Abstract
Purpose: Obtain a new safe anticancer agent based on the coumarin derivatives. Methods: DFT, docking, MD simulations were used for designing the new compounds. Docking was performed to identify the molecular interaction between the compounds-receptor. The anticancer study
in vitro was evaluated against (MCF-7). The QSAR model was predicted based on; chemical reactivity. Results: The compounds 3, 5-7, 10-12 and 14-16 represented a significant interaction score through Docking experiment. The stability of docked ligands was examined
through molecular dynamic simulation, which showed high stability for tested compounds into active site. These compounds were elected for further Drug studies as likeness and ADME/T, which proposed that these ligands may have a good pharmacokinetic character with no carcinogenic effect. The
compounds 15 and 16 (IC50 = 0.49 and 0.52 M) exhibited the highest anticancer potency among all tested compounds. The compounds 3, 5, 7 and 10 showed higher activity than reference drug. The promising activity for synthesized compounds may be explained by increasing hydrophobicity for these
compounds.

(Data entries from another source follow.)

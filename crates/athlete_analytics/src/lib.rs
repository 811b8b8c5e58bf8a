//! Incremental athlete analytics: watermark-tracked extraction of workout,
//! wearable and feedback datasets, normalization, a merged fact table and
//! per-athlete rolling metrics.
//!
//! The entry point is [`job::TransformationJob`]. Everything it sequences is
//! exposed as a standalone module so each stage can be driven and tested on
//! its own.

use std::fmt;
use std::path::PathBuf;

use serde::{Deserialize, Serialize};
use thiserror::Error;

pub mod aggregate;
pub mod columnar;
pub mod commit;
pub mod config;
pub mod extract;
pub mod job;
pub mod merge;
pub mod normalize;
pub mod observability;
pub mod records;
pub mod recovery;
pub mod state;
pub mod utils;
pub mod validate;
pub mod window;

pub use config::JobConfig;
pub use job::{RunSummary, TransformationJob};
pub use records::{
    AthleteMetric, FactWorkoutSession, FeedbackRecord, NormalizedFeedback, NormalizedWearable,
    NormalizedWorkout, WearableRecord, WorkoutRecord,
};
pub use recovery::RecoveryStatus;
pub use state::{IncrementalState, StateStore};
pub use validate::ValidationError;

#[derive(Debug, Error)]
pub enum EtlError {
    #[error("missing raw dataset `{dataset}` at {path}")]
    MissingSource { dataset: &'static str, path: PathBuf },
    #[error("validation error: {0}")]
    Validation(#[from] ValidationError),
    #[error("io error at {path}: {source}")]
    Io {
        path: PathBuf,
        #[source]
        source: std::io::Error,
    },
    #[error("parquet error: {0}")]
    Parquet(String),
    #[error("schema error: {0}")]
    Schema(String),
    #[error("state error: {0}")]
    State(#[from] serde_json::Error),
    #[error("configuration error: {0}")]
    Config(String),
    #[error("another run holds the job lock at {0}")]
    Locked(PathBuf),
}

impl EtlError {
    pub(crate) fn io(path: impl Into<PathBuf>, source: std::io::Error) -> Self {
        EtlError::Io {
            path: path.into(),
            source,
        }
    }
}

pub type Result<T, E = EtlError> = std::result::Result<T, E>;

/// One of the three independently updated raw sources.
#[derive(Clone, Copy, Debug, PartialEq, Eq, Hash, PartialOrd, Ord, Serialize, Deserialize)]
#[serde(rename_all = "snake_case")]
pub enum Source {
    Workouts,
    Wearables,
    Feedback,
}

impl Source {
    pub const ALL: [Source; 3] = [Source::Workouts, Source::Wearables, Source::Feedback];

    /// Key used in the state file.
    pub fn name(self) -> &'static str {
        match self {
            Source::Workouts => "workouts",
            Source::Wearables => "wearables",
            Source::Feedback => "feedback",
        }
    }

    /// File stem of the raw dataset backing this source.
    pub fn dataset(self) -> &'static str {
        match self {
            Source::Workouts => "workouts",
            Source::Wearables => "wearables_daily",
            Source::Feedback => "feedback_forms",
        }
    }

    /// Column the watermark is tracked against.
    pub fn timestamp_column(self) -> &'static str {
        match self {
            Source::Workouts => "updated_at",
            Source::Wearables => "ingested_at",
            Source::Feedback => "submitted_at",
        }
    }
}

impl fmt::Display for Source {
    fn fmt(&self, f: &mut fmt::Formatter<'_>) -> fmt::Result {
        f.write_str(self.name())
    }
}
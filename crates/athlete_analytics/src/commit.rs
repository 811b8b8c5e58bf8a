//! Crash-safe publication of a run's outputs.
//!
//! Outputs are staged next to their targets and only renamed into place once
//! every table has been written. Targets that already exist are moved aside
//! first so a failed commit (including a failed state save after the rename)
//! can put the previous generation back.

use std::ffi::OsString;
use std::fs::{self, File, OpenOptions, TryLockError};
use std::io::{ErrorKind, Write};
use std::path::{Path, PathBuf};

use crate::columnar::{Table, write_table};
use crate::{EtlError, Result};

fn sibling(path: &Path, suffix: &str) -> PathBuf {
    let mut name: OsString = path.file_name().map(OsString::from).unwrap_or_default();
    name.push(".");
    name.push(suffix);
    path.with_file_name(name)
}

#[cfg(unix)]
fn sync_dir(path: &Path) -> Result<()> {
    let Some(dir) = path.parent().filter(|p| !p.as_os_str().is_empty()) else {
        return Ok(());
    };
    File::open(dir)
        .and_then(|d| d.sync_all())
        .map_err(|e| EtlError::io(dir, e))
}

#[cfg(not(unix))]
fn sync_dir(_path: &Path) -> Result<()> {
    Ok(())
}

fn remove_if_exists(path: &Path) -> Result<()> {
    match fs::remove_file(path) {
        Ok(()) => Ok(()),
        Err(e) if e.kind() == ErrorKind::NotFound => Ok(()),
        Err(e) => Err(EtlError::io(path, e)),
    }
}

/// Replace `path` with `bytes` via a synced temporary file and a rename.
///
/// Once the rename has happened the new contents are in place; a failure to
/// sync the directory afterwards is logged, not returned.
pub fn write_atomic(path: &Path, bytes: &[u8]) -> Result<()> {
    write_atomic_with(path, bytes, sync_dir)
}

fn write_atomic_with<S>(path: &Path, bytes: &[u8], sync: S) -> Result<()>
where
    S: Fn(&Path) -> Result<()>,
{
    if let Some(parent) = path.parent().filter(|p| !p.as_os_str().is_empty()) {
        fs::create_dir_all(parent).map_err(|e| EtlError::io(parent, e))?;
    }
    let tmp = sibling(path, "tmp");
    let written = File::create(&tmp)
        .and_then(|mut f| {
            f.write_all(bytes)?;
            f.sync_all()
        })
        .and_then(|()| fs::rename(&tmp, path));
    if let Err(e) = written {
        let _ = fs::remove_file(&tmp);
        return Err(EtlError::io(path, e));
    }
    if let Err(e) = sync(path) {
        tracing::warn!(path = %path.display(), error = %e, "directory sync after rename failed");
    }
    Ok(())
}

#[derive(Debug)]
struct Staged {
    target: PathBuf,
    staging: PathBuf,
}

/// Tables written to staging files, not yet visible at their targets.
///
/// Dropping an unfinalized set removes the staging files.
#[derive(Debug, Default)]
pub struct OutputSet {
    staged: Vec<Staged>,
}

impl OutputSet {
    pub fn new() -> Self {
        Self::default()
    }

    /// Write `rows` to `<target>.tmp`.
    pub fn stage<T: Table>(&mut self, target: impl Into<PathBuf>, rows: &[T]) -> Result<()> {
        let target = target.into();
        let staging = sibling(&target, "tmp");
        // registered first so a partial file is cleaned up on failure
        self.staged.push(Staged {
            target,
            staging: staging.clone(),
        });
        write_table(&staging, rows)?;
        tracing::debug!(path = %staging.display(), rows = rows.len(), "staged output");
        Ok(())
    }

    pub fn len(&self) -> usize {
        self.staged.len()
    }

    pub fn is_empty(&self) -> bool {
        self.staged.is_empty()
    }

    /// Rename every staged file into place, keeping the replaced files as
    /// `<target>.bak`. On error nothing has changed at any target.
    pub fn finalize(self) -> Result<Published> {
        self.finalize_with(sync_dir)
    }

    fn finalize_with<S>(mut self, sync: S) -> Result<Published>
    where
        S: Fn(&Path) -> Result<()>,
    {
        let mut published = Published::default();
        let mut pending = std::mem::take(&mut self.staged).into_iter();
        while let Some(staged) = pending.next() {
            if let Err(e) = published.swap_in(&staged) {
                let _ = fs::remove_file(&staged.staging);
                for rest in pending.by_ref() {
                    let _ = fs::remove_file(&rest.staging);
                }
                if let Err(rollback) = published.rollback() {
                    tracing::error!(error = %rollback, "rollback after failed finalize did not complete");
                }
                return Err(e);
            }
        }
        let synced = published.replaced.iter().try_for_each(|r| sync(&r.target));
        if let Err(e) = synced {
            if let Err(rollback) = published.rollback() {
                tracing::error!(error = %rollback, "rollback after failed sync did not complete");
            }
            return Err(e);
        }
        Ok(published)
    }
}

impl Drop for OutputSet {
    fn drop(&mut self) {
        for staged in &self.staged {
            let _ = fs::remove_file(&staged.staging);
        }
    }
}

#[derive(Debug)]
struct Replaced {
    target: PathBuf,
    backup: Option<PathBuf>,
}

/// Outputs now visible at their targets. Either [`Published::complete`] to
/// drop the previous generation or [`Published::rollback`] to restore it.
#[derive(Debug, Default)]
pub struct Published {
    replaced: Vec<Replaced>,
}

impl Published {
    fn swap_in(&mut self, staged: &Staged) -> Result<()> {
        let backup = sibling(&staged.target, "bak");
        let had_previous = match fs::rename(&staged.target, &backup) {
            Ok(()) => true,
            Err(e) if e.kind() == ErrorKind::NotFound => false,
            Err(e) => return Err(EtlError::io(&staged.target, e)),
        };
        if let Err(e) = fs::rename(&staged.staging, &staged.target) {
            if had_previous {
                let _ = fs::rename(&backup, &staged.target);
            }
            return Err(EtlError::io(&staged.target, e));
        }
        self.replaced.push(Replaced {
            target: staged.target.clone(),
            backup: had_previous.then_some(backup),
        });
        Ok(())
    }

    /// Put the previous generation back. Targets that did not exist before
    /// are removed.
    pub fn rollback(mut self) -> Result<()> {
        let mut first_error = None;
        while let Some(replaced) = self.replaced.pop() {
            let restored = match &replaced.backup {
                Some(backup) => {
                    fs::rename(backup, &replaced.target).map_err(|e| EtlError::io(backup, e))
                }
                None => remove_if_exists(&replaced.target),
            };
            if let Err(e) = restored {
                tracing::error!(path = %replaced.target.display(), error = %e, "rollback failed");
                first_error.get_or_insert(e);
            }
        }
        first_error.map_or(Ok(()), Err)
    }

    /// Discard the backups of the previous generation.
    pub fn complete(self) -> Result<()> {
        for replaced in &self.replaced {
            if let Some(backup) = &replaced.backup {
                remove_if_exists(backup)?;
            }
        }
        Ok(())
    }
}

/// Exclusive advisory lock held for the duration of a run.
#[derive(Debug)]
pub struct JobLock {
    file: File,
    path: PathBuf,
}

impl JobLock {
    /// Take the lock without waiting; a lock held elsewhere is
    /// [`EtlError::Locked`].
    pub fn acquire(path: impl Into<PathBuf>) -> Result<Self> {
        let path = path.into();
        if let Some(parent) = path.parent().filter(|p| !p.as_os_str().is_empty()) {
            fs::create_dir_all(parent).map_err(|e| EtlError::io(parent, e))?;
        }
        let file = OpenOptions::new()
            .create(true)
            .read(true)
            .write(true)
            .truncate(false)
            .open(&path)
            .map_err(|e| EtlError::io(&path, e))?;
        match file.try_lock() {
            Ok(()) => Ok(Self { file, path }),
            Err(TryLockError::WouldBlock) => Err(EtlError::Locked(path)),
            Err(TryLockError::Error(e)) => Err(EtlError::io(&path, e)),
        }
    }
}

impl Drop for JobLock {
    fn drop(&mut self) {
        if let Err(e) = self.file.unlock() {
            tracing::warn!(path = %self.path.display(), error = %e, "failed to release job lock");
        }
    }
}

#[cfg(test)]
mod tests {
    use super::*;
    use crate::columnar::read_table;
    use crate::records::AthleteMetric;
    use crate::utils::parse_timestamp;
    use tempfile::tempdir;

    fn metric(athlete: &str, load: f64) -> AthleteMetric {
        AthleteMetric {
            athlete_id: athlete.into(),
            rpe_avg: Some(6.5),
            training_load_7d: load,
            hrv_trend: None,
            generated_at: parse_timestamp("2023-01-03T00:00:00Z").unwrap(),
        }
    }

    fn names(dir: &Path) -> Vec<String> {
        let mut names: Vec<_> = fs::read_dir(dir)
            .unwrap()
            .map(|e| e.unwrap().file_name().to_string_lossy().into_owned())
            .collect();
        names.sort();
        names
    }

    #[test]
    fn sibling_appends_suffix() {
        assert_eq!(
            sibling(Path::new("/x/state.json"), "tmp"),
            Path::new("/x/state.json.tmp")
        );
    }

    #[test]
    fn staged_files_are_invisible_until_finalized() {
        let dir = tempdir().expect("tempdir");
        let target = dir.path().join("metrics.parquet");
        let mut outputs = OutputSet::new();
        outputs.stage(&target, &[metric("a1", 480.0)]).expect("stage");
        assert!(!target.exists());
        assert_eq!(names(dir.path()), ["metrics.parquet.tmp"]);

        outputs.finalize().expect("finalize").complete().expect("complete");
        assert_eq!(names(dir.path()), ["metrics.parquet"]);
        let rows: Vec<AthleteMetric> = read_table(&target).expect("read");
        assert_eq!(rows, vec![metric("a1", 480.0)]);
    }

    #[test]
    fn rollback_restores_previous_generation() {
        let dir = tempdir().expect("tempdir");
        let existing = dir.path().join("a.parquet");
        let fresh = dir.path().join("b.parquet");
        write_table(&existing, &[metric("old", 1.0)]).expect("seed");

        let mut outputs = OutputSet::new();
        outputs.stage(&existing, &[metric("new", 2.0)]).expect("stage a");
        outputs.stage(&fresh, &[metric("new", 3.0)]).expect("stage b");
        let published = outputs.finalize().expect("finalize");
        assert_eq!(names(dir.path()), ["a.parquet", "a.parquet.bak", "b.parquet"]);

        published.rollback().expect("rollback");
        assert_eq!(names(dir.path()), ["a.parquet"]);
        let rows: Vec<AthleteMetric> = read_table(&existing).expect("read");
        assert_eq!(rows[0].athlete_id, "old");
    }

    #[test]
    fn dropping_unfinalized_set_removes_staging() {
        let dir = tempdir().expect("tempdir");
        {
            let mut outputs = OutputSet::new();
            outputs
                .stage(dir.path().join("m.parquet"), &[metric("a1", 1.0)])
                .expect("stage");
            assert_eq!(outputs.len(), 1);
        }
        assert!(names(dir.path()).is_empty());
    }

    #[test]
    fn failed_finalize_leaves_targets_untouched() {
        let dir = tempdir().expect("tempdir");
        let good = dir.path().join("good.parquet");
        write_table(&good, &[metric("old", 1.0)]).expect("seed");
        let blocked = dir.path().join("blocked.parquet");
        write_table(&blocked, &[metric("old", 1.0)]).expect("seed");
        // an occupied backup slot stops the second swap
        fs::create_dir_all(dir.path().join("blocked.parquet.bak").join("x")).unwrap();

        let mut outputs = OutputSet::new();
        outputs.stage(&good, &[metric("new", 2.0)]).expect("stage good");
        outputs.stage(&blocked, &[metric("new", 3.0)]).expect("stage blocked");

        assert!(outputs.finalize().is_err());
        let rows: Vec<AthleteMetric> = read_table(&good).expect("read");
        assert_eq!(rows[0].athlete_id, "old");
        assert!(!dir.path().join("good.parquet.bak").exists());
        assert!(!dir.path().join("good.parquet.tmp").exists());
        assert!(!dir.path().join("blocked.parquet.tmp").exists());
        let rows: Vec<AthleteMetric> = read_table(&blocked).expect("read");
        assert_eq!(rows[0].athlete_id, "old");
    }

    fn failing_sync(path: &Path) -> Result<()> {
        Err(EtlError::io(path, std::io::Error::other("sync failed")))
    }

    #[test]
    fn failed_directory_sync_rolls_finalize_back() {
        let dir = tempdir().expect("tempdir");
        let existing = dir.path().join("a.parquet");
        write_table(&existing, &[metric("old", 1.0)]).expect("seed");

        let mut outputs = OutputSet::new();
        outputs.stage(&existing, &[metric("new", 2.0)]).expect("stage a");
        outputs
            .stage(dir.path().join("b.parquet"), &[metric("new", 3.0)])
            .expect("stage b");

        assert!(matches!(outputs.finalize_with(failing_sync), Err(EtlError::Io { .. })));
        assert_eq!(names(dir.path()), ["a.parquet"]);
        let rows: Vec<AthleteMetric> = read_table(&existing).expect("read");
        assert_eq!(rows[0].athlete_id, "old");
    }

    #[test]
    fn write_atomic_keeps_renamed_file_when_directory_sync_fails() {
        let dir = tempdir().expect("tempdir");
        let path = dir.path().join("state.json");
        write_atomic(&path, b"{}").expect("seed");
        write_atomic_with(&path, b"{\"workouts\":null}", failing_sync).expect("renamed");
        assert_eq!(fs::read(&path).unwrap(), b"{\"workouts\":null}");
        assert_eq!(names(dir.path()), ["state.json"]);
    }

    #[test]
    fn write_atomic_replaces_contents() {
        let dir = tempdir().expect("tempdir");
        let path = dir.path().join("nested").join("state.json");
        write_atomic(&path, b"{}").expect("first");
        write_atomic(&path, b"{\"workouts\":null}").expect("second");
        assert_eq!(fs::read(&path).unwrap(), b"{\"workouts\":null}");
        assert_eq!(names(&dir.path().join("nested")), ["state.json"]);
    }

    #[test]
    fn second_lock_is_refused_until_first_is_dropped() {
        let dir = tempdir().expect("tempdir");
        let path = dir.path().join(".athlete_analytics.lock");
        let first = JobLock::acquire(&path).expect("first lock");
        assert!(matches!(JobLock::acquire(&path), Err(EtlError::Locked(p)) if p == path));
        drop(first);
        JobLock::acquire(&path).expect("lock after release");
    }
}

The QSAR "Quantitative Structure Activity Relationship" model has been predicted to investigate the structural requirements of MCF-7-inhibitions. This model is statistically significant with good predictive power. Statistical QSAR derivative model with good predictive power.
Conclusion: This study introduces experimental indication toward investigation of the synthesized compounds as the candidate of cancer therapy.